**Brief:**
Count how many lines below include the string "Result". Only that number should appear in the reply.

(Supplied material)

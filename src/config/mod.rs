//! Configuration management for an iris node.
//!
//! Hierarchical loading with:
//! - Default values as code base
//! - Configuration file support (`CONFIG_PATH`)
//! - Environment variable overrides (`IRIS__` prefix)
//! - Component-wise validation
//!
//! Command-line flags are applied on top by the binary after loading.

mod cluster;
mod network;
mod raft;
mod tls;

pub use cluster::*;
pub use network::*;
pub use raft::*;
pub use tls::*;


use std::env;

use config::{Config, Environment, File};
use serde::{Deserialize, Serialize};

use crate::Result;

/// Main configuration container for an iris node.
///
/// Sources are merged in order, later ones overriding earlier ones:
/// 1. Type defaults
/// 2. Configuration file named by the `CONFIG_PATH` environment variable
/// 3. Environment variables with the `IRIS__` prefix (highest priority)
#[derive(Debug, Serialize, Deserialize, Clone, Default)]
pub struct IrisConfig {
    /// Node addressing, log directory, and join target
    pub cluster: ClusterConfig,
    /// Network communication parameters
    pub network: NetworkConfig,
    /// Replicated-log timing and snapshot parameters
    pub raft: RaftConfig,
    /// TLS material for the client-facing port and proxy dials
    pub tls: TlsConfig,
}

impl IrisConfig {
    /// Loads the merged configuration and validates it.
    ///
    /// ```ignore
    /// std::env::set_var("CONFIG_PATH", "config/node1.toml");
    /// std::env::set_var("IRIS__CLUSTER__SERVICE_PORT", "32100");
    /// let cfg = IrisConfig::load()?;
    /// ```
    pub fn load() -> Result<Self> {
        let config = Self::load_unvalidated()?;
        config.validate()?;
        Ok(config)
    }

    /// Loads the merged configuration without validating it; the binary uses
    /// this to apply command-line overrides before validation.
    pub fn load_unvalidated() -> Result<Self> {
        let mut builder = Config::builder().add_source(Config::try_from(&Self::default())?);

        if let Ok(config_path) = env::var("CONFIG_PATH") {
            builder = builder.add_source(File::with_name(&config_path));
        }

        builder = builder.add_source(
            Environment::with_prefix("IRIS")
                .separator("__")
                .ignore_empty(true)
                .try_parsing(true),
        );

        Ok(builder.build()?.try_deserialize()?)
    }

    /// Validates cross-component configuration rules.
    pub fn validate(&self) -> Result<()> {
        self.cluster.validate()?;
        self.network.validate()?;
        self.raft.validate()?;
        self.tls.validate()?;
        Ok(())
    }
}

(End Supplied material)

**Answer to this task:**
4